# Problem requirements
Please restate each entry exactly, without skipping any.
+++
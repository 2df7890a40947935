//! Accounting period types.

use async_trait::async_trait;
use chrono::NaiveDate;
use saldo_shared::types::AccountingPeriodId;
use serde::{Deserialize, Serialize};
use thiserror::Error;

use crate::ledger::LedgerError;

/// Status of an accounting period.
#[derive(Debug, Clone, Copy, PartialEq, Eq, Serialize, Deserialize)]
#[serde(rename_all = "UPPERCASE")]
pub enum PeriodStatus {
    /// Entries may be dated inside the period.
    Open,
    /// Closed for new entries; may be reopened.
    Closed,
    /// Closed for good.
    Locked,
}

impl PeriodStatus {
    /// Whether a period may move from `self` to `next`.
    ///
    /// `OPEN -> CLOSED -> LOCKED`, and `CLOSED -> OPEN` to reopen.
    #[must_use]
    pub fn can_transition_to(self, next: Self) -> bool {
        matches!(
            (self, next),
            (Self::Open, Self::Closed) | (Self::Closed, Self::Open | Self::Locked)
        )
    }
}

/// Errors raised when maintaining periods.
#[derive(Debug, Clone, Error)]
pub enum PeriodError {
    /// Start date after end date.
    #[error("Period start {start} is after its end {end}")]
    InvalidDateRange {
        /// First day.
        start: NaiveDate,
        /// Last day.
        end: NaiveDate,
    },

    /// Accounting period not found.
    #[error("Accounting period not found: {0}")]
    NotFound(AccountingPeriodId),

    /// Status change not allowed.
    #[error("Invalid status transition from {from:?} to {to:?}")]
    InvalidStatusTransition {
        /// Current status.
        from: PeriodStatus,
        /// Requested status.
        to: PeriodStatus,
    },

    /// Reading or writing periods failed.
    #[error(transparent)]
    Ledger(#[from] LedgerError),
}

/// A dated range of the books with an open/closed status.
#[derive(Debug, Clone, PartialEq, Eq, Serialize, Deserialize)]
pub struct AccountingPeriod {
    /// Unique identifier.
    pub id: AccountingPeriodId,
    /// Period name (e.g., "September 2026").
    pub name: String,
    /// First day, inclusive.
    pub start_date: NaiveDate,
    /// Last day, inclusive.
    pub end_date: NaiveDate,
    /// Current status.
    pub status: PeriodStatus,
}

impl AccountingPeriod {
    /// Creates an open period.
    ///
    /// # Errors
    ///
    /// Returns `InvalidDateRange` if `start_date > end_date`.
    pub fn new(
        name: impl Into<String>,
        start_date: NaiveDate,
        end_date: NaiveDate,
    ) -> Result<Self, PeriodError> {
        if start_date > end_date {
            return Err(PeriodError::InvalidDateRange {
                start: start_date,
                end: end_date,
            });
        }
        Ok(Self {
            id: AccountingPeriodId::new(),
            name: name.into(),
            start_date,
            end_date,
            status: PeriodStatus::Open,
        })
    }

    /// Returns true if entries can be dated inside this period.
    #[must_use]
    pub fn is_open(&self) -> bool {
        self.status == PeriodStatus::Open
    }

    /// Returns true if the given date falls within this period.
    #[must_use]
    pub fn contains_date(&self, date: NaiveDate) -> bool {
        date >= self.start_date && date <= self.end_date
    }
}

/// Source of the periods the posting engine checks entry dates against.
#[async_trait]
pub trait PeriodCalendar: Send + Sync {
    /// Every period whose range includes `date`, in any status.
    async fn periods_covering(&self, date: NaiveDate) -> Result<Vec<AccountingPeriod>, LedgerError>;
}

/// Rejects `date` if any period covering it is closed or locked.
///
/// Dates outside every known period are accepted.
///
/// # Errors
///
/// Returns `PeriodClosed`, or storage errors from the calendar.
pub async fn ensure_date_open(calendar: &dyn PeriodCalendar, date: NaiveDate) -> Result<(), LedgerError> {
    let covering = calendar.periods_covering(date).await?;
    match covering.into_iter().find(|period| !period.is_open()) {
        Some(period) => Err(LedgerError::PeriodClosed {
            date,
            period: period.name,
        }),
        None => Ok(()),
    }
}
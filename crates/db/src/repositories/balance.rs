//! Projected balances stored in `account_balances`.

use chrono::Utc;
use saldo_core::ledger::LedgerError;
use saldo_core::projection::{AccountBalance, BalanceReader, BalanceStore};
use saldo_shared::types::{AccountId, JournalEntryId};
use sea_orm::sea_query::OnConflict;
use sea_orm::{DatabaseConnection, EntityTrait, QueryOrder, Set};

use super::storage_err;
use crate::entities::account_balances;

impl From<account_balances::Model> for AccountBalance {
    fn from(model: account_balances::Model) -> Self {
        Self {
            account_id: AccountId::from_uuid(model.account_id),
            debit_total: model.debit_total,
            credit_total: model.credit_total,
            balance: model.balance,
            last_entry_id: model.last_entry_id.map(JournalEntryId::from_uuid),
            projected_at: model.projected_at.with_timezone(&Utc),
        }
    }
}

/// Balance projection table.
///
/// Each row is a full recompute, so a plain upsert is safe: concurrent
/// writers for the same account store equal figures.
#[derive(Debug, Clone)]
pub struct PgBalanceStore {
    db: DatabaseConnection,
}

impl PgBalanceStore {
    /// Creates a new balance store.
    #[must_use]
    pub const fn new(db: DatabaseConnection) -> Self {
        Self { db }
    }
}

impl BalanceReader for PgBalanceStore {
    async fn get(&self, account_id: AccountId) -> Result<Option<AccountBalance>, LedgerError> {
        let model = account_balances::Entity::find_by_id(account_id.into_inner())
            .one(&self.db)
            .await
            .map_err(storage_err)?;
        Ok(model.map(AccountBalance::from))
    }

    async fn all(&self) -> Result<Vec<AccountBalance>, LedgerError> {
        let models = account_balances::Entity::find()
            .order_by_asc(account_balances::Column::AccountId)
            .all(&self.db)
            .await
            .map_err(storage_err)?;
        Ok(models.into_iter().map(AccountBalance::from).collect())
    }
}

impl BalanceStore for PgBalanceStore {
    async fn put(&self, balance: AccountBalance) -> Result<(), LedgerError> {
        let model = account_balances::ActiveModel {
            account_id: Set(balance.account_id.into_inner()),
            debit_total: Set(balance.debit_total),
            credit_total: Set(balance.credit_total),
            balance: Set(balance.balance),
            last_entry_id: Set(balance.last_entry_id.map(JournalEntryId::into_inner)),
            projected_at: Set(balance.projected_at.into()),
        };
        account_balances::Entity::insert(model)
            .on_conflict(
                OnConflict::column(account_balances::Column::AccountId)
                    .update_columns([
                        account_balances::Column::DebitTotal,
                        account_balances::Column::CreditTotal,
                        account_balances::Column::Balance,
                        account_balances::Column::LastEntryId,
                        account_balances::Column::ProjectedAt,
                    ])
                    .to_owned(),
            )
            .exec_without_returning(&self.db)
            .await
            .map_err(storage_err)?;
        Ok(())
    }
}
+++
# Answer section
repository 2df7890a40947935
//! Accounting period types.

use async_trait::async_trait;
use chrono::NaiveDate;
use saldo_shared::types::AccountingPeriodId;
use serde::{Deserialize, Serialize};
use thiserror::Error;

use crate::ledger::LedgerError;

/// Status of an accounting period.
#[derive(Debug, Clone, Copy, PartialEq, Eq, Serialize, Deserialize)]
#[serde(rename_all = "UPPERCASE")]
pub enum PeriodStatus {
    /// Entries may be dated inside the period.
    Open,
    /// Closed for new entries; may be reopened.
    Closed,
    /// Closed for good.
    Locked,
}

impl PeriodStatus {
    /// Whether a period may move from `self` to `next`.
    ///
    /// `OPEN -> CLOSED -> LOCKED`, and `CLOSED -> OPEN` to reopen.
    #[must_use]
    pub fn can_transition_to(self, next: Self) -> bool {
        matches!(
            (self, next),
            (Self::Open, Self::Closed) | (Self::Closed, Self::Open | Self::Locked)
        )
    }
}

/// Errors raised when maintaining periods.
#[derive(Debug, Clone, Error)]
pub enum PeriodError {
    /// Start date after end date.
    #[error("Period start {start} is after its end {end}")]
    InvalidDateRange {
        /// First day.
        start: NaiveDate,
        /// Last day.
        end: NaiveDate,
    },

    /// Accounting period not found.
    #[error("Accounting period not found: {0}")]
    NotFound(AccountingPeriodId),

    /// Status change not allowed.
    #[error("Invalid status transition from {from:?} to {to:?}")]
    InvalidStatusTransition {
        /// Current status.
        from: PeriodStatus,
        /// Requested status.
        to: PeriodStatus,
    },

    /// Reading or writing periods failed.
    #[error(transparent)]
    Ledger(#[from] LedgerError),
}

/// A dated range of the books with an open/closed status.
#[derive(Debug, Clone, PartialEq, Eq, Serialize, Deserialize)]
pub struct AccountingPeriod {
    /// Unique identifier.
    pub id: AccountingPeriodId,
    /// Period name (e.g., "September 2026").
    pub name: String,
    /// First day, inclusive.
    pub start_date: NaiveDate,
    /// Last day, inclusive.
    pub end_date: NaiveDate,
    /// Current status.
    pub status: PeriodStatus,
}

impl AccountingPeriod {
    /// Creates an open period.
    ///
    /// # Errors
    ///
    /// Returns `InvalidDateRange` if `start_date > end_date`.
    pub fn new(
        name: impl Into<String>,
        start_date: NaiveDate,
        end_date: NaiveDate,
    ) -> Result<Self, PeriodError> {
        if start_date > end_date {
            return Err(PeriodError::InvalidDateRange {
                start: start_date,
                end: end_date,
            });
        }
        Ok(Self {
            id: AccountingPeriodId::new(),
            name: name.into(),
            start_date,
            end_date,
            status: PeriodStatus::Open,
        })
    }

    /// Returns true if entries can be dated inside this period.
    #[must_use]
    pub fn is_open(&self) -> bool {
        self.status == PeriodStatus::Open
    }

    /// Returns true if the given date falls within this period.
    #[must_use]
    pub fn contains_date(&self, date: NaiveDate) -> bool {
        date >= self.start_date && date <= self.end_date
    }
}

/// Source of the periods the posting engine checks entry dates against.
#[async_trait]
pub trait PeriodCalendar: Send + Sync {
    /// Every period whose range includes `date`, in any status.
    async fn periods_covering(&self, date: NaiveDate) -> Result<Vec<AccountingPeriod>, LedgerError>;
}

/// Rejects `date` if any period covering it is closed or locked.
///
/// Dates outside every known period are accepted.
///
/// # Errors
///
/// Returns `PeriodClosed`, or storage errors from the calendar.
pub async fn ensure_date_open(calendar: &dyn PeriodCalendar, date: NaiveDate) -> Result<(), LedgerError> {
    let covering = calendar.periods_covering(date).await?;
    match covering.into_iter().find(|period| !period.is_open()) {
        Some(period) => Err(LedgerError::PeriodClosed {
            date,
            period: period.name,
        }),
        None => Ok(()),
    }
}
filename crates/db/src/repositories/balance.rs
//! Projected balances stored in `account_balances`.

use chrono::Utc;
use saldo_core::ledger::LedgerError;
use saldo_core::projection::{AccountBalance, BalanceReader, BalanceStore};
use saldo_shared::types::{AccountId, JournalEntryId};
use sea_orm::sea_query::OnConflict;
use sea_orm::{DatabaseConnection, EntityTrait, QueryOrder, Set};

use super::storage_err;
use crate::entities::account_balances;

impl From<account_balances::Model> for AccountBalance {
    fn from(model: account_balances::Model) -> Self {
        Self {
            account_id: AccountId::from_uuid(model.account_id),
            debit_total: model.debit_total,
            credit_total: model.credit_total,
            balance: model.balance,
            last_entry_id: model.last_entry_id.map(JournalEntryId::from_uuid),
            projected_at: model.projected_at.with_timezone(&Utc),
        }
    }
}

/// Balance projection table.
///
/// Each row is a full recompute, so a plain upsert is safe: concurrent
/// writers for the same account store equal figures.
#[derive(Debug, Clone)]
pub struct PgBalanceStore {
    db: DatabaseConnection,
}

impl PgBalanceStore {
    /// Creates a new balance store.
    #[must_use]
    pub const fn new(db: DatabaseConnection) -> Self {
        Self { db }
    }
}

impl BalanceReader for PgBalanceStore {
    async fn get(&self, account_id: AccountId) -> Result<Option<AccountBalance>, LedgerError> {
        let model = account_balances::Entity::find_by_id(account_id.into_inner())
            .one(&self.db)
            .await
            .map_err(storage_err)?;
        Ok(model.map(AccountBalance::from))
    }

    async fn all(&self) -> Result<Vec<AccountBalance>, LedgerError> {
        let models = account_balances::Entity::find()
            .order_by_asc(account_balances::Column::AccountId)
            .all(&self.db)
            .await
            .map_err(storage_err)?;
        Ok(models.into_iter().map(AccountBalance::from).collect())
    }
}

impl BalanceStore for PgBalanceStore {
    async fn put(&self, balance: AccountBalance) -> Result<(), LedgerError> {
        let model = account_balances::ActiveModel {
            account_id: Set(balance.account_id.into_inner()),
            debit_total: Set(balance.debit_total),
            credit_total: Set(balance.credit_total),
            balance: Set(balance.balance),
            last_entry_id: Set(balance.last_entry_id.map(JournalEntryId::into_inner)),
            projected_at: Set(balance.projected_at.into()),
        };
        account_balances::Entity::insert(model)
            .on_conflict(
                OnConflict::column(account_balances::Column::AccountId)
                    .update_columns([
                        account_balances::Column::DebitTotal,
                        account_balances::Column::CreditTotal,
                        account_balances::Column::Balance,
                        account_balances::Column::LastEntryId,
                        account_balances::Column::ProjectedAt,
                    ])
                    .to_owned(),
            )
            .exec_without_returning(&self.db)
            .await
            .map_err(storage_err)?;
        Ok(())
    }
}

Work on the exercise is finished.